At Bespoke Life we work with American clients buying in Monaco, the South of France, Italy, Portugal, the UK, Switzerland, Dubai, and across the Caribbean. The mechanics differ in every jurisdiction, but the questions are the same. This guide answers them in the order that matters.


Can a US citizen buy property abroad?

In most countries, yes. There is no U.S. law that restricts citizens from purchasing real estate overseas. The constraints come from the target country's rules.

A few patterns worth knowing:

  • Open markets — U.K., France, Italy, Portugal, Spain, Germany, most of the EU, the U.A.E. (in designated freehold zones), most of the Caribbean. Foreign buyers face few or no ownership restrictions.

  • Restricted markets — Mexico (foreign buyers in coastal/border zones must use a fideicomiso bank trust), Thailand (no land ownership for foreigners — only condos up to 49% of a building), Indonesia, the Philippines, Switzerland (Lex Koller restricts foreign residential purchases).

  • Closed or near-closed — China, Vietnam, parts of Eastern Europe, where foreigners are limited to long leaseholds or specific entity structures.

Before you commit to a country, the first call should be to a local lawyer who has handled American buyers in that jurisdiction. The second should be to your U.S. tax advisor. Order matters.

Why buy property abroad?

The benefits group into four buckets:

Lifestyle. A part-time residence in a place you love. Many of our clients use European homes for the summer months and a Caribbean or Dubai home in winter.

Income. Short-term and long-term rental yields in cities like Lisbon, Dubai, and parts of Italy can outperform comparable U.S. markets, especially after currency-favorable entry.

Asset diversification. Holding wealth in multiple currencies, jurisdictions, and asset classes is a risk-management tool, not just a lifestyle decision.

Residency or citizenship pathways. Several countries offer residence-by-investment ("golden visa") programs tied to property purchase — Portugal (limited as of 2024), Greece, Italy, Malta, the U.A.E., and several Caribbean nations. A few of these programs lead to citizenship after a residency period. Rules change frequently — always confirm current terms.

We covered the case for one of the strongest European markets in our deeper guide to buying a luxury property in Monaco, and the real estate landscape we work in across Dallas in luxury home rentals in Dallas.

The pitfalls Americans actually run into

After a decade of helping clients buy abroad, the recurring problems are not exotic. They are these:

  • Underestimating closing costs. Notary fees, registration tax, transfer tax, and legal fees can add 7–15% to the purchase price in Europe — substantially more than U.S. closing costs.

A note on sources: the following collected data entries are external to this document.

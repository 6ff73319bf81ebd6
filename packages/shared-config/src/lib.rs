//! Shared configuration types for the scrobble freshness checker
//!
//! This crate provides the per-service configuration types used by the
//! Last.fm and GroupMe clients and by the checker binary, together with the
//! environment helpers they are built from.

mod error;
mod groupme;
mod lastfm;

pub use error::{ConfigError, ConfigResult};
pub use groupme::GroupMeConfig;
pub use lastfm::LastfmConfig;

use std::env;

/// Helper function to get a required environment variable
///
/// Blank values are treated the same as an unset variable.
pub fn get_required_env(name: &str) -> ConfigResult<String> {
    match env::var(name) {
        Ok(val) if !val.trim().is_empty() => Ok(val),
        _ => Err(ConfigError::MissingEnvVar(name.to_string())),
    }
}

/// Helper function to get an optional environment variable
///
/// Returns `None` when the variable is unset or blank.
pub fn get_optional_env(name: &str) -> Option<String> {
    env::var(name).ok().filter(|val| !val.trim().is_empty())
}

/// Helper function to get an optional environment variable with a default
pub fn get_env_or_default(name: &str, default: &str) -> String {
    env::var(name).unwrap_or_else(|_| default.to_string())
}

/// Helper function to parse an environment variable into a specific type
pub fn parse_env<T>(name: &str, default: T) -> ConfigResult<T>
where
    T: std::str::FromStr,
    T::Err: std::fmt::Display,
{
    match env::var(name) {
        Ok(val) => val
            .trim()
            .parse()
            .map_err(|e| ConfigError::InvalidValue(name.to_string(), format!("{}", e))),
        Err(_) => Ok(default),
    }
}

/// Helper function to parse a request timeout in seconds
///
/// Zero is rejected: reqwest would fail every request immediately.
pub fn parse_timeout_env(name: &str, default: u64) -> ConfigResult<u64> {
    match parse_env(name, default)? {
        0 => Err(ConfigError::InvalidValue(
            name.to_string(),
            "timeout must be at least 1 second".to_string(),
        )),
        secs => Ok(secs),
    }
}

/// Helper function to parse a boolean flag from the environment
///
/// Accepts `true/false`, `1/0`, `yes/no` and `on/off` (case-insensitive).
pub fn parse_flag_env(name: &str, default: bool) -> ConfigResult<bool> {
    let Ok(val) = env::var(name) else {
        return Ok(default);
    };

    match val.trim().to_lowercase().as_str() {
        "true" | "1" | "yes" | "on" => Ok(true),
        "false" | "0" | "no" | "off" => Ok(false),
        "" => Ok(default),
        other => Err(ConfigError::InvalidValue(
            name.to_string(),
            format!("expected a boolean, got '{}'", other),
        )),
    }
}

/// Validate that a value is an absolute http(s) URL
pub fn validate_http_url(name: &str, value: &str) -> ConfigResult<()> {
    let parsed =
        url::Url::parse(value).map_err(|e| ConfigError::InvalidUrl(name.to_string(), e.to_string()))?;

    match parsed.scheme() {
        "http" | "https" => Ok(()),
        scheme => Err(ConfigError::InvalidUrl(
            name.to_string(),
            format!("unsupported scheme '{}'", scheme),
        )),
    }
}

  • Currency exposure. A 5% move in EUR/USD between offer and closing can swing the dollar cost of a €5M property by $250K. Forward contracts and FX brokers exist for a reason.

  • Title and ownership disputes. Common in countries with fragmented inheritance laws (parts of Italy, Greece, and Portugal). Complete title due diligence is non-negotiable.

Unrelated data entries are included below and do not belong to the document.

//! GroupMe bot notification configuration types

use crate::{get_env_or_default, get_optional_env, parse_timeout_env, validate_http_url, ConfigResult};

/// Default GroupMe bot post endpoint
pub const DEFAULT_GROUPME_API_URL: &str = "https://api.groupme.com/v3/bots/post";

/// Default GroupMe request timeout in seconds
const DEFAULT_GROUPME_TIMEOUT_SECS: u64 = 10;

/// GroupMe bot configuration
#[derive(Clone)]
pub struct GroupMeConfig {
    /// Bot identifier that messages are posted as
    pub bot_id: String,

    /// Bot post endpoint (overridable for testing)
    pub api_url: String,

    /// Request timeout in seconds
    pub timeout_secs: u64,
}

impl std::fmt::Debug for GroupMeConfig {
    fn fmt(&self, f: &mut std::fmt::Formatter<'_>) -> std::fmt::Result {
        f.debug_struct("GroupMeConfig")
            .field("bot_id", &"[REDACTED]")
            .field("api_url", &self.api_url)
            .field("timeout_secs", &self.timeout_secs)
            .finish()
    }
}

impl GroupMeConfig {
    /// Load GroupMe configuration from environment variables
    ///
    /// Returns `Ok(None)` when `GROUPME_BOT_ID` is unset or blank, which
    /// disables notifications entirely.
    pub fn from_env_optional() -> ConfigResult<Option<Self>> {
        let Some(bot_id) = get_optional_env("GROUPME_BOT_ID") else {
            return Ok(None);
        };

        let api_url = get_env_or_default("GROUPME_API_URL", DEFAULT_GROUPME_API_URL);
        validate_http_url("GROUPME_API_URL", &api_url)?;

        Ok(Some(Self {
            bot_id: bot_id.trim().to_string(),
            api_url,
            timeout_secs: parse_timeout_env("GROUPME_TIMEOUT", DEFAULT_GROUPME_TIMEOUT_SECS)?,
        }))
    }

    /// Create a configuration for the public GroupMe endpoint
    pub fn new(bot_id: impl Into<String>) -> Self {
        Self {
            bot_id: bot_id.into(),
            api_url: DEFAULT_GROUPME_API_URL.to_string(),
            timeout_secs: DEFAULT_GROUPME_TIMEOUT_SECS,
        }
    }

    /// Point the configuration at a different endpoint (useful for testing)
    pub fn with_api_url(mut self, api_url: impl Into<String>) -> Self {
        self.api_url = api_url.into();
        self
    }

    /// Override the request timeout
    pub fn with_timeout_secs(mut self, timeout_secs: u64) -> Self {
        self.timeout_secs = timeout_secs;
        self
    }
}
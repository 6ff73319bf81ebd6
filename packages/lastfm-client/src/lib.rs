//! Last.fm API client for the scrobble freshness checker
//!
//! This crate provides a small client for the Last.fm `user.getrecenttracks`
//! method, returning the most recent *completed* scrobble for one user.
//!
//! # Example
//!
//! ```rust,no_run
//! use scrobblewatch_lastfm_client::LastfmClient;
//! use scrobblewatch_shared_config::LastfmConfig;
//!
//! # async fn example() -> Result<(), Box<dyn std::error::Error>> {
//! let client = LastfmClient::new(&LastfmConfig::new("rj", "your_api_key"))?;
//!
//! let scrobble = client.get_recent_scrobble().await?;
//! println!("{} at {}", scrobble, scrobble.played_at);
//! # Ok(())
//! # }
//! ```
//!
//! # Environment Variables
//!
//! - `LASTFM_API_KEY`: API key for Last.fm (required)
//! - `LASTFM_USER`: Username to check (required)
//! - `LASTFM_API_URL`: Endpoint override
//! - `LASTFM_TIMEOUT`: Request timeout in seconds (default 10)

mod client;
mod error;
mod models;

pub use client::LastfmClient;
pub use error::{FetchErrorKind, LastfmError, LastfmResult};
pub use models::ScrobbleEvent;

  • Property management blind spots. A villa you visit twice a year needs full-time oversight. Without it, small problems become structural ones.

  • Tax surprises on the exit. Selling foreign real estate triggers U.S. capital gains tax even if you have already paid local capital gains in the country of sale (you can usually offset with the Foreign Tax Credit, but it is paperwork-intensive).

  • Language and legal-system gaps. Common-law and civil-law countries treat property contracts differently. Assumptions from a U.S. transaction will mislead you.

A good local lawyer, a good cross-border tax advisor, and a concierge or buyer's agent who has done this before are the three relationships that prevent the most common mistakes.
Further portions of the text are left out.